Lettera-sfogo di una mamma che denuncia: sostituiscono gli insegnanti di sostegno senza avvisarci

TERAMO. “Inclusione e autismo: tra belle parole e cruda realtà!”. S’intitola così la lettera-sfogo di una mamma del Teramano che l’ha diffusa attraverso l’associazione Abruzzo Autismo Onlus. Ragione e cuore per raccontare le difficoltà quotidiane, ma anche il coraggio e la forza dei genitori che si trovano a vivere una realtà difficile come quella dell’autismo con le incertezze spesso legate all’assegnazione dell’insegnante di sostegno e alla sua improvvisa sostituzione.
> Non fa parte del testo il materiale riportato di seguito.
/// Parse and validate a TCP port for the preview server.
///
/// Port 0 is rejected because the server must be reachable at a port the
/// user can type into a browser.
///
/// # Errors
///
/// Returns an error message if the value is not a number in 1..=65535.
pub fn parse_port(s: &str) -> Result<u16, String> {
    let port: u16 = s
        .trim()
        .parse()
        .map_err(|_| format!("'{}' is not a valid port number (1-65535)", s))?;

    if port == 0 {
        return Err("Port 0 is not allowed; choose a port between 1 and 65535".to_string());
    }

    Ok(port)
}

/// Parse a poll interval in milliseconds (must be positive).
pub fn parse_interval_ms(s: &str) -> Result<u64, String> {
    match s.trim().parse::<u64>() {
        Ok(0) => Err("Poll interval must be greater than 0".to_string()),
        Ok(ms) => Ok(ms),
        Err(_) => Err(format!("'{}' is not a valid interval in milliseconds", s)),
    }
}
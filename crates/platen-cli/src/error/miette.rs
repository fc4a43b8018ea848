//! Miette diagnostic conversion for CLI errors.
//!
//! Generator failures carry their captured output, which is far more useful to
//! the user than the exit code, so it is appended to the report.

use crate::error::{BuildError, CliError, ServerError};
use miette::Report;

/// Convert CliError to miette Report
pub fn cli_error_to_miette(err: CliError) -> Report {
    match err {
        CliError::Build(e) => build_error_to_miette(e),
        CliError::Server(e) => server_error_to_miette(e),
        CliError::Config(e) => miette::miette!("Configuration error: {}", e),
        _ => miette::miette!("{}", err),
    }
}

/// Convert BuildError to miette Report
pub fn build_error_to_miette(err: BuildError) -> Report {
    match err {
        BuildError::GeneratorFailed {
            program,
            status,
            output,
        } if !output.trim().is_empty() => {
            miette::miette!(
                "Site generator '{}' failed ({})\n\n{}",
                program,
                status,
                output.trim_end()
            )
        }
        _ => miette::miette!("{}", err),
    }
}

/// Convert ServerError to miette Report
pub fn server_error_to_miette(err: ServerError) -> Report {
    match err {
        ServerError::PortInUse { port, suggested } => miette::miette!(
            help = format!("platen serve --port {}", suggested),
            "Port {} is already in use",
            port
        ),
        _ => miette::miette!("{}", err),
    }
}
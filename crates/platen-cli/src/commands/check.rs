//! Check command implementation.
//!
//! Pre-flight for a project: is the generator installed, and does the layout
//! it will be pointed at exist? Configuration is validated while loading, so
//! reaching this command means the config itself is sound.

use crate::commands::utils::Workspace;
use crate::dev::SiteGenerator;
use crate::error::{BuildError, CliError, Result};
use crate::ui;

/// Execute the check command.
///
/// Every check runs even after a failure so the user sees the whole picture;
/// the first failure is returned.
pub async fn execute(workspace: &Workspace) -> Result<()> {
    ui::banner("check");

    let builder = workspace.builder();
    let mut failures = Vec::new();

    match check_generator(builder.generator()).await {
        Ok(version) => ui::success(&format!("Generator: {}", version)),
        Err(e) => {
            ui::error(&e.to_string());
            failures.push(e);
        }
    }

    let layout = check_layout(workspace);
    if layout.is_empty() {
        ui::success(&format!(
            "Layout: {} → {}",
            workspace.display_path(&workspace.paths.content_dir),
            workspace.display_output()
        ));
    }
    for error in layout {
        ui::error(&error.to_string());
        failures.push(error);
    }

    if workspace.paths.collection_csv.is_file() {
        ui::success(&format!(
            "Collection: {}",
            workspace.display_path(&workspace.paths.collection_csv)
        ));
    } else {
        ui::info("No collection CSV; the projection hook will be skipped");
    }

    let count = failures.len();
    match failures.into_iter().next() {
        None => {
            ui::success("Ready to build");
            Ok(())
        }
        Some(first) => {
            if count > 1 {
                ui::warning(&format!("{} checks failed", count));
            }
            Err(first)
        }
    }
}

/// Run `<generator> --version`.
pub async fn check_generator(generator: &dyn SiteGenerator) -> Result<String> {
    let version = generator.version().await?;
    Ok(if version.is_empty() {
        generator.name().to_string()
    } else {
        version
    })
}

/// Content directory and both settings files must exist.
pub fn check_layout(workspace: &Workspace) -> Vec<CliError> {
    let paths = &workspace.paths;
    let mut errors = Vec::new();

    if !paths.content_dir.is_dir() {
        errors.push(CliError::FileNotFound(paths.content_dir.clone()));
    }
    for settings in [&paths.development_settings, &paths.production_settings] {
        if !settings.is_file() {
            errors.push(BuildError::SettingsNotFound(settings.clone()).into());
        }
    }

    errors
}

#[cfg(test)]
mod tests {
    use super::*;
    use crate::config::ConfigOverrides;
    use crate::dev::CommandGenerator;
    use std::fs;
    use tempfile::TempDir;

    fn workspace(temp: &TempDir) -> Workspace {
        Workspace::load(Some(temp.path()), None, &ConfigOverrides::default()).unwrap()
    }

    #[test]
    #[serial_test::serial]
    fn test_check_layout_reports_missing_pieces() {
        let temp = TempDir::new().unwrap();
        let errors = check_layout(&workspace(&temp));

        assert_eq!(errors.len(), 3);
        assert!(matches!(errors[0], CliError::FileNotFound(_)));
        assert!(matches!(
            errors[1],
            CliError::Build(BuildError::SettingsNotFound(_))
        ));
    }

    #[test]
    #[serial_test::serial]
    fn test_check_layout_complete() {
        let temp = TempDir::new().unwrap();
        fs::create_dir_all(temp.path().join("content")).unwrap();
        fs::write(temp.path().join("pelicanconf.py"), "").unwrap();
        fs::write(temp.path().join("publishconf.py"), "").unwrap();

        assert!(check_layout(&workspace(&temp)).is_empty());
    }

    #[tokio::test]
    async fn test_check_generator_missing() {
        let generator = CommandGenerator::new("platen-test-no-such-generator");
        let result = check_generator(&generator).await;
        assert!(matches!(
            result,
            Err(CliError::Build(BuildError::GeneratorNotFound { .. }))
        ));
    }
}
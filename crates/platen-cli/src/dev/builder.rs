//! Build invoker: projection hook, generator run, clean, and rebuild.
//!
//! Only one build runs at a time per builder; a second request while one is
//! in flight is rejected with [`CliError::Busy`] instead of queueing.

use crate::cli::Profile;
use crate::config::SitePaths;
use crate::dev::generator::{GenerateRequest, SiteGenerator};
use crate::error::{BuildError, CliError, Result};
use platen_collection::ProjectionOutcome;
use std::path::Path;
use std::sync::Arc;
use std::sync::atomic::{AtomicBool, Ordering};
use std::time::{Duration, Instant};
use walkdir::WalkDir;

/// What the CSV-to-JSON hook did before the generator ran.
#[derive(Debug, Clone, PartialEq, Eq)]
pub enum HookStatus {
    Ran(ProjectionOutcome),
    /// The projection failed; the build carried on without it
    Failed(String),
}

/// Result of a successful build.
#[derive(Debug, Clone)]
pub struct BuildReport {
    pub profile: Profile,
    /// Captured generator output
    pub output: String,
    pub elapsed: Duration,
    pub hook: HookStatus,
}

/// What `clean` found.
#[derive(Debug, Clone, Copy, PartialEq, Eq)]
pub enum CleanOutcome {
    Removed,
    /// Nothing to remove
    Absent,
}

/// File count and total size of a generated site.
#[derive(Debug, Clone, Copy, Default, PartialEq, Eq)]
pub struct SiteStats {
    pub files: usize,
    pub bytes: u64,
}

/// Runs builds for one project layout.
pub struct SiteBuilder {
    paths: SitePaths,
    generator: Arc<dyn SiteGenerator>,
    building: AtomicBool,
}

/// Releases the build slot on drop.
struct BuildGuard<'a>(&'a AtomicBool);

impl Drop for BuildGuard<'_> {
    fn drop(&mut self) {
        self.0.store(false, Ordering::Release);
    }
}

impl SiteBuilder {
    pub fn new(paths: SitePaths, generator: Arc<dyn SiteGenerator>) -> Self {
        Self {
            paths,
            generator,
            building: AtomicBool::new(false),
        }
    }

    pub fn paths(&self) -> &SitePaths {
        &self.paths
    }

    pub fn generator(&self) -> &dyn SiteGenerator {
        self.generator.as_ref()
    }

    /// Whether a build, clean, or rebuild is running right now.
    pub fn is_busy(&self) -> bool {
        self.building.load(Ordering::Acquire)
    }

    fn acquire(&self) -> Result<BuildGuard<'_>> {
        self.building
            .compare_exchange(false, true, Ordering::AcqRel, Ordering::Acquire)
            .map(|_| BuildGuard(&self.building))
            .map_err(|_| CliError::Busy("a build is already in progress".to_string()))
    }

    /// Refresh the collection JSON, then run the generator.
    pub async fn build(&self, profile: Profile) -> Result<BuildReport> {
        let _guard = self.acquire()?;
        self.build_unguarded(profile).await
    }

    /// Remove the output directory. Absent output is a successful no-op.
    pub async fn clean(&self) -> Result<CleanOutcome> {
        let _guard = self.acquire()?;
        self.clean_unguarded().await
    }

    /// `clean`, then `build`; a failed clean skips the build.
    pub async fn rebuild(&self, profile: Profile) -> Result<BuildReport> {
        let _guard = self.acquire()?;
        self.clean_unguarded().await?;
        self.build_unguarded(profile).await
    }

    async fn build_unguarded(&self, profile: Profile) -> Result<BuildReport> {
        let start = Instant::now();
        let hook = self.run_projection_hook().await;

        let request = GenerateRequest {
            cwd: self.paths.root.clone(),
            content_dir: self.paths.content_dir.clone(),
            settings: self.paths.settings(profile).to_path_buf(),
            output_dir: self.paths.output_dir.clone(),
        };

        tracing::info!(%profile, generator = self.generator.name(), "building site");
        let output = self.generator.generate(&request).await?;

        Ok(BuildReport {
            profile,
            output,
            elapsed: start.elapsed(),
            hook,
        })
    }

    async fn clean_unguarded(&self) -> Result<CleanOutcome> {
        let output_dir = &self.paths.output_dir;
        match tokio::fs::remove_dir_all(output_dir).await {
            Ok(()) => {
                tracing::info!(path = %output_dir.display(), "removed output directory");
                Ok(CleanOutcome::Removed)
            }
            Err(e) if e.kind() == std::io::ErrorKind::NotFound => Ok(CleanOutcome::Absent),
            Err(source) => Err(BuildError::CleanFailed {
                path: output_dir.clone(),
                source,
            }
            .into()),
        }
    }

    async fn run_projection_hook(&self) -> HookStatus {
        let csv = self.paths.collection_csv.clone();
        let json = self.paths.collection_json.clone();

        let result =
            tokio::task::spawn_blocking(move || platen_collection::project(&csv, &json)).await;

        match result {
            Ok(Ok(outcome)) => HookStatus::Ran(outcome),
            Ok(Err(e)) => {
                tracing::warn!(error = %e, "collection JSON not refreshed");
                HookStatus::Failed(e.to_string())
            }
            Err(e) => {
                tracing::warn!(error = %e, "collection projection task failed");
                HookStatus::Failed(e.to_string())
            }
        }
    }
}

/// Count files and bytes under a directory. Missing directories count as empty.
pub fn site_stats(dir: &Path) -> SiteStats {
    WalkDir::new(dir)
        .into_iter()
        .filter_map(|entry| entry.ok())
        .filter(|entry| entry.file_type().is_file())
        .fold(SiteStats::default(), |mut stats, entry| {
            stats.files += 1;
            stats.bytes += entry.metadata().map(|m| m.len()).unwrap_or(0);
            stats
        })
}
«Il calvario di un bambino autistico e della sua famiglia non riguarda solo l’aspetto medico legato alla scelta delle terapie e similari ma, come se ciò non fosse sufficiente, ogni anno, arriva a complicare la situazione e infierire sull’inerme famiglia l’assegnazione dell’insegnante di sostegno», scrive la mamma, «quando finalmente viene assegnato quanto gli spetta di diritto, all’improvviso ed arbitrariamente, il dirigente scolastico di turno, senza avvisare la famiglia può decidere di cambiare l’insegnante senza motivazione specifica. A volte basterebbe solo la sensibilità di avvisare qualche giorno prima così da aver il tempo per spiegare al bambino quel che succederà. Perché mai spiegare o dare motivazioni ad un autistico? Il bambino autistico è “assente”, secondo il sentire comune, pertanto può tranquillamente essere vittima di qualsiasi scelta amministrativa poiché i suoi sentimenti sono classificabili alla stregua di un freddo cambio di programma delle politiche interne della scuola».
Aggiunge la mamma: «Alla fine saranno i genitori a dover consolare e spiegare qualcosa che non ha reali motivazioni e per l’ennesima volta il bambino dovrà cambiare la sua figura di riferimento educativa e iniziare tutto da capo cercando di fidarsi, affidarsi ed aprirsi. Per tutti gli altri bambini sarebbe motivo di protesta il cambio continuo di insegnante ma soprattutto l’assegnazione di un insegnante di musica che insegni italiano».
E conclude con amarezza: «Noi genitori di bambini autistici dobbiamo tollerare qualsiasi decisione piombi dal cielo amministrativo, qualsiasi figura incompetente, o prima di empatia o di giusto approccio nel trattare con questi bambini dai bisogni specifici. Loro non hanno diritto ad una figura educativa competente, non hanno diritto alla continuità o all’unicità del rapporto che consenta collaborazione e fiducia».